* _What is being asked_
Please reproduce the data below exactly, from the first line through the line containing "use rand::Rng;", and leave every later line out.

**********

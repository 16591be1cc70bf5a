//! Jittered sync schedule.
//!
//! Each instance waits a random delay drawn uniformly from a window so that
//! many installs do not hit the remote source at the same moment.

use std::time::Duration;

use rand::Rng;
use serde::{Deserialize, Serialize};

/// Shortest default wait between syncs (1 hour)
pub const DEFAULT_MIN_DELAY: Duration = Duration::from_secs(60 * 60);

/// Longest default wait between syncs (1 day)
pub const DEFAULT_MAX_DELAY: Duration = Duration::from_secs(24 * 60 * 60);

/// Delay window for the recurring sync
#[derive(Debug, Clone, Copy, PartialEq, Eq, Serialize, Deserialize)]
pub struct SyncSchedule {
    min_delay: Duration,
    max_delay: Duration,
}

impl Default for SyncSchedule {
    fn default() -> Self {
        Self {
            min_delay: DEFAULT_MIN_DELAY,
            max_delay: DEFAULT_MAX_DELAY,
        }
    }
}

impl SyncSchedule {
    /// Create a schedule; reversed bounds are swapped
    pub fn new(min_delay: Duration, max_delay: Duration) -> Self {
        if max_delay < min_delay {
            Self {
                min_delay: max_delay,
                max_delay: min_delay,
            }
        } else {
            Self {
                min_delay,
                max_delay,
            }
        }
    }

    pub fn min_delay(&self) -> Duration {
        self.min_delay
    }

    pub fn max_delay(&self) -> Duration {
        self.max_delay
    }

    /// Draw the next delay
    pub fn next_delay(&self) -> Duration {
        self.next_delay_with(&mut rand::thread_rng())
    }

    /// Draw the next delay from a given RNG
    pub fn next_delay_with<R: Rng + ?Sized>(&self, rng: &mut R) -> Duration {
        let min = self.min_delay.as_millis() as u64;
        let max = self.max_delay.as_millis() as u64;
        Duration::from_millis(rng.gen_range(min..=max))
    }
}
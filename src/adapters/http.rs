//! HTTP catalog source.
//!
//! Fetches a JSON snapshot with a plain GET.

use std::time::Duration;

use async_trait::async_trait;

use super::{parse_snapshot, CatalogSource, SourceError};
use crate::library::Catalog;

/// Catalog source served over HTTP
pub struct HttpCatalogSource {
    /// Snapshot URL
    url: String,
    /// HTTP client
    client: reqwest::Client,
}

impl HttpCatalogSource {
    /// Create a new source with a request timeout
    pub fn new(url: impl Into<String>, timeout: Duration) -> Result<Self, SourceError> {
        let client = reqwest::Client::builder()
            .timeout(timeout)
            .user_agent(concat!("reelmatch/", env!("CARGO_PKG_VERSION")))
            .build()?;

        Ok(Self {
            url: url.into(),
            client,
        })
    }

    pub fn url(&self) -> &str {
        &self.url
    }
}

#[async_trait]
impl CatalogSource for HttpCatalogSource {
    fn name(&self) -> &str {
        &self.url
    }

    async fn fetch(&self) -> Result<Catalog, SourceError> {
        let response = self.client.get(&self.url).send().await?;

        let status = response.status();
        if !status.is_success() {
            return Err(SourceError::Status {
                url: self.url.clone(),
                status: status.as_u16(),
            });
        }

        let body = response.text().await?;
        parse_snapshot(&body)
    }
}
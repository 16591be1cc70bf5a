//! Phrase matching and scoring.
//!
//! Scoring for a phrase + media type:
//! - 25 if the media type is the skill's target type
//! - +50 for every vocabulary category with a match
//! - +35 when results are filtered by a matched title, +20 when filtered by studio
//!
//! Final confidences are clamped to [0, 100].

use std::collections::BTreeMap;
use std::sync::Arc;

use super::playlist::{PlaylistBuilder, DEFAULT_PLAYLIST_LIMIT};
use crate::domain::{clamp_confidence, MatchResult, MediaType};
use crate::library::{CatalogSnapshot, EntityCategory, EntityVocabulary};

pub const TARGET_MEDIA_SCORE: i32 = 25;
pub const CATEGORY_MATCH_SCORE: i32 = 50;
pub const TITLE_FILTER_SCORE: i32 = 35;
pub const STUDIO_FILTER_SCORE: i32 = 20;

/// The entity matched per category (longest candidate wins)
#[derive(Debug, Clone, Default, PartialEq, Eq)]
pub struct MatchedEntities {
    matches: BTreeMap<EntityCategory, String>,
}

impl MatchedEntities {
    /// Match a phrase against every vocabulary category
    pub fn from_phrase(vocabulary: &EntityVocabulary, phrase: &str) -> Self {
        let phrase_lower = phrase.to_lowercase();
        let mut matches = BTreeMap::new();

        for category in EntityCategory::ALL {
            let best = vocabulary
                .entries(category)
                .filter(|candidate| contains_term(&phrase_lower, &candidate.to_lowercase()))
                .max_by_key(|candidate| candidate.chars().count());

            if let Some(best) = best {
                matches.insert(category, best.to_string());
            }
        }

        Self { matches }
    }

    pub fn get(&self, category: EntityCategory) -> Option<&str> {
        self.matches.get(&category).map(String::as_str)
    }

    /// Number of distinct categories matched
    pub fn count(&self) -> usize {
        self.matches.len()
    }

    pub fn is_empty(&self) -> bool {
        self.matches.is_empty()
    }

    pub fn iter(&self) -> impl Iterator<Item = (EntityCategory, &str)> {
        self.matches.iter().map(|(c, v)| (*c, v.as_str()))
    }
}

/// Case-insensitive whole-term containment.
///
/// Both inputs must already be lowercased. A hit must not be glued to
/// alphanumeric characters on either side.
fn contains_term(haystack: &str, needle: &str) -> bool {
    if needle.is_empty() {
        return false;
    }

    haystack.match_indices(needle).any(|(start, hit)| {
        let before = haystack[..start].chars().next_back();
        let after = haystack[start + hit.len()..].chars().next();
        before.map_or(true, |c| !c.is_alphanumeric()) && after.map_or(true, |c| !c.is_alphanumeric())
    })
}

/// Turns a phrase into scored playback candidates
#[derive(Debug, Clone)]
pub struct QueryMatcher {
    builder: PlaylistBuilder,
    target: MediaType,
    playlist_limit: usize,
}

impl QueryMatcher {
    pub fn new(builder: PlaylistBuilder) -> Self {
        Self {
            builder,
            target: MediaType::ShortFilm,
            playlist_limit: DEFAULT_PLAYLIST_LIMIT,
        }
    }

    /// Score and filter the catalog for a phrase
    pub fn search(
        &self,
        snapshot: Arc<CatalogSnapshot>,
        phrase: &str,
        media_type: MediaType,
    ) -> SearchResults {
        let matched = MatchedEntities::from_phrase(&snapshot.vocabulary, phrase);

        let mut score = if media_type == self.target {
            TARGET_MEDIA_SCORE
        } else {
            0
        };
        score += CATEGORY_MATCH_SCORE * matched.count() as i32;

        let playlist_score = matched
            .get(EntityCategory::StreamingProvider)
            .map(|_| clamp_confidence(score));

        let filter = if let Some(title) = matched.get(EntityCategory::ShortMovieName) {
            Some((title.to_lowercase(), clamp_confidence(score + TITLE_FILTER_SCORE)))
        } else {
            matched
                .get(EntityCategory::FilmStudio)
                .map(|studio| (studio.to_lowercase(), clamp_confidence(score + STUDIO_FILTER_SCORE)))
        };

        SearchResults {
            snapshot,
            builder: self.builder.clone(),
            playlist_limit: self.playlist_limit,
            matched,
            playlist_score,
            filter,
            cursor: 0,
        }
    }
}

/// Lazy sequence of results for one query
pub struct SearchResults {
    snapshot: Arc<CatalogSnapshot>,
    builder: PlaylistBuilder,
    playlist_limit: usize,
    matched: MatchedEntities,
    /// Pending playlist result, taken on first poll
    playlist_score: Option<u8>,
    /// Lowercased title filter and the confidence shared by its hits
    filter: Option<(String, u8)>,
    cursor: usize,
}

impl SearchResults {
    /// Entities the phrase matched
    pub fn matched(&self) -> &MatchedEntities {
        &self.matched
    }
}

impl Iterator for SearchResults {
    type Item = MatchResult;

    fn next(&mut self) -> Option<MatchResult> {
        if let Some(score) = self.playlist_score.take() {
            return Some(
                self.builder
                    .playlist(&self.snapshot.catalog, score, self.playlist_limit),
            );
        }

        let (term, confidence) = self.filter.as_ref()?;

        while let Some(record) = self.snapshot.catalog.get_index(self.cursor) {
            self.cursor += 1;
            if record.title.to_lowercase().contains(term.as_str()) {
                return Some(self.builder.video_result(record, *confidence));
            }
        }

        None
    }
}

**********

* _Answer space_
repository 16591be1cc70bf5a
//! Jittered sync schedule.
//!
//! Each instance waits a random delay drawn uniformly from a window so that
//! many installs do not hit the remote source at the same moment.

use std::time::Duration;

use rand::Rng;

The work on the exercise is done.